Оттоманские военнопленные в России в период Русско-турецкой войны 1877–1878 гг. | страница 29



.

Что касается иных общественных организаций Турции, то, по нашим данным, зимой 1877–1878 гг. в Стамбуле был создан Комитет «İane-i Şitaiye», ставивший своей целью оказание помощи соотечественникам, находящимся в России (главным образом, теплой одеждой и продуктами питания).
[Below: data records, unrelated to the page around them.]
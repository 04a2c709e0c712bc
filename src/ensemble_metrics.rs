//! Ensemble and per-run timing aggregates
//!
//! Built once from the record table, read-only afterwards. Four lookup
//! granularities: module-level and (module, callsite)-level, each across the
//! full ensemble and restricted to one run (the "target" view).
//!
//! Aggregation rules:
//!
//! - `(module, callsite)`: max over matching records. The same callsite's
//!   time across ranks and runs is reduced by max, never summed.
//! - `module` inclusive: max over the module's callsite-level values.
//! - `module` exclusive: sum over callsites of the per-callsite max.
//!   Exclusive time does not double count across distinct callsites within a
//!   module, so the per-callsite maxes are summed. The alternative (sum per
//!   run, then max across runs) is deliberately not implemented; this
//!   preserves the observed aggregation rule.
//!
//! A module or callsite absent from a run's records simply has no entry in
//! that run's maps. Callers treat missing keys as "no data for this run",
//! not as an error.

use crate::profile_record::RecordTable;
use serde::{Deserialize, Serialize};
use std::collections::BTreeMap;

/// An inclusive/exclusive time pair.
#[derive(Debug, Clone, Copy, PartialEq, Default, Serialize, Deserialize)]
pub struct TimePair {
    pub inclusive: f64,
    pub exclusive: f64,
}

/// Callsite-level accumulator: per-metric max over matching records.
fn fold_max(entry: &mut TimePair, inc: f64, exc: f64) {
    entry.inclusive = entry.inclusive.max(inc);
    entry.exclusive = entry.exclusive.max(exc);
}

type CallsiteKey = (String, String);

/// The four ensemble maps plus the same four per run.
#[derive(Debug, Clone, Default)]
pub struct MetricsMap {
    module_ensemble: BTreeMap<String, TimePair>,
    callsite_ensemble: BTreeMap<CallsiteKey, TimePair>,
    module_target: BTreeMap<String, BTreeMap<String, TimePair>>,
    callsite_target: BTreeMap<String, BTreeMap<CallsiteKey, TimePair>>,
}

impl MetricsMap {
    /// Build every map in one pass over the record table.
    pub fn from_table(table: &RecordTable) -> Self {
        let mut callsite_ensemble: BTreeMap<CallsiteKey, TimePair> = BTreeMap::new();
        let mut callsite_target: BTreeMap<String, BTreeMap<CallsiteKey, TimePair>> = BTreeMap::new();

        for record in table.records() {
            let key = (record.module.clone(), record.callsite.clone());
            fold_max(
                callsite_ensemble.entry(key.clone()).or_default(),
                record.time_inc,
                record.time_exc,
            );
            fold_max(
                callsite_target
                    .entry(record.run.clone())
                    .or_default()
                    .entry(key)
                    .or_default(),
                record.time_inc,
                record.time_exc,
            );
        }

        let module_ensemble = Self::roll_up(&callsite_ensemble);
        let module_target = callsite_target
            .iter()
            .map(|(run, callsites)| (run.clone(), Self::roll_up(callsites)))
            .collect();

        Self {
            module_ensemble,
            callsite_ensemble,
            module_target,
            callsite_target,
        }
    }

    /// Module-level roll-up of callsite-level maxes: inclusive by max,
    /// exclusive by sum.
    fn roll_up(callsites: &BTreeMap<CallsiteKey, TimePair>) -> BTreeMap<String, TimePair> {
        let mut modules: BTreeMap<String, TimePair> = BTreeMap::new();
        for ((module, _callsite), pair) in callsites {
            let entry = modules.entry(module.clone()).or_default();
            entry.inclusive = entry.inclusive.max(pair.inclusive);
            entry.exclusive += pair.exclusive;
        }
        modules
    }

    /// Ensemble aggregate for a whole module.
    pub fn ensemble_module(&self, module: &str) -> Option<TimePair> {
        self.module_ensemble.get(module).copied()
    }

    /// Ensemble aggregate for one callsite of a module.
    pub fn ensemble_callsite(&self, module: &str, callsite: &str) -> Option<TimePair> {
        self.callsite_ensemble
            .get(&(module.to_string(), callsite.to_string()))
            .copied()
    }

    /// One run's aggregate for a whole module; `None` when the module never
    /// appears in that run.
    pub fn target_module(&self, run: &str, module: &str) -> Option<TimePair> {
        self.module_target.get(run)?.get(module).copied()
    }

    /// One run's aggregate for one callsite of a module.
    pub fn target_callsite(&self, run: &str, module: &str, callsite: &str) -> Option<TimePair> {
        self.callsite_target
            .get(run)?
            .get(&(module.to_string(), callsite.to_string()))
            .copied()
    }

    /// Runs that have at least one record for `module`.
    pub fn runs_with_module<'a>(&'a self, module: &'a str) -> impl Iterator<Item = &'a str> {
        self.module_target
            .iter()
            .filter(move |(_, modules)| modules.contains_key(module))
            .map(|(run, _)| run.as_str())
    }

    /// Runs that have at least one record for `(module, callsite)`.
    pub fn runs_with_callsite<'a>(
        &'a self,
        module: &'a str,
        callsite: &'a str,
    ) -> impl Iterator<Item = &'a str> {
        let key = (module.to_string(), callsite.to_string());
        self.callsite_target
            .iter()
            .filter(move |(_, callsites)| callsites.contains_key(&key))
            .map(|(run, _)| run.as_str())
    }
}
Однако, насколько нам удалось выяснить, никаких реальных последствий для пленных деятельность этого органа не имела[58].

4. Периодическая печать, как инструмент контроля, несмотря на ряд недостатков, продемонстрировала в годы войны достаточно высокую эффективность, во многом связанную с тем, что, как справедливо заметил С. И. Косарев, «газеты в это время получили возможность серьезно влиять на общественное мнение и, в некоторой степени, на политику правительств»[59]. К сказанному необходимо добавить, что на театрах военных действий пресса (главным образом, иностранная) стала, фактически, единственным субъектом контроля за соблюдением порядка и правил обращения с военнопленными.



Пункт 19 Приказа Смоленского уездного воинского начальника от 1 августа 1877 г. № 213 о прикомандировании к местному батальону и постановке на все виды довольствия группы пленных нижних чинов. (ГАСО. Ф. 86. Оп. 1. Д. 13. Л. 111об.)

Правда, как участники исследуемых событий, так и современные российские ученые солидарны в том, что в 1877–1878 гг. зарубежная периодическая печать, в первую очередь, английская, относилась к России и ее вооруженным силам откровенно предвзято[60]. Причем, настолько предвзято, что «уже к осени 1877 г. у значительной части британцев, впрочем, как и у многих жителей других европейских государств, взгляд на балканские события и на роль в них Российской империи обрел устойчиво негативный характер»[61].

В контексте исследуемой темы мы не вполне разделяем приведенную точку зрения, поскольку считаем, что, с одной стороны, серьезные издания, такие как, например «The Times» или «The Daily News» относились к русской армии с не бо́льшим (а может быть даже и «с меньшим») предубеждением, чем к турецкой, а с другой, — информация европейских и американских газет об убийствах русскими раненых турок и о негуманном обращении с пленными, в известной степени, соответствовала действительности[62]. Другое дело, что истина часто тонула в потоках нелепых слухов, во многом дискредитируя всю рассматриваемую разновидность контроля.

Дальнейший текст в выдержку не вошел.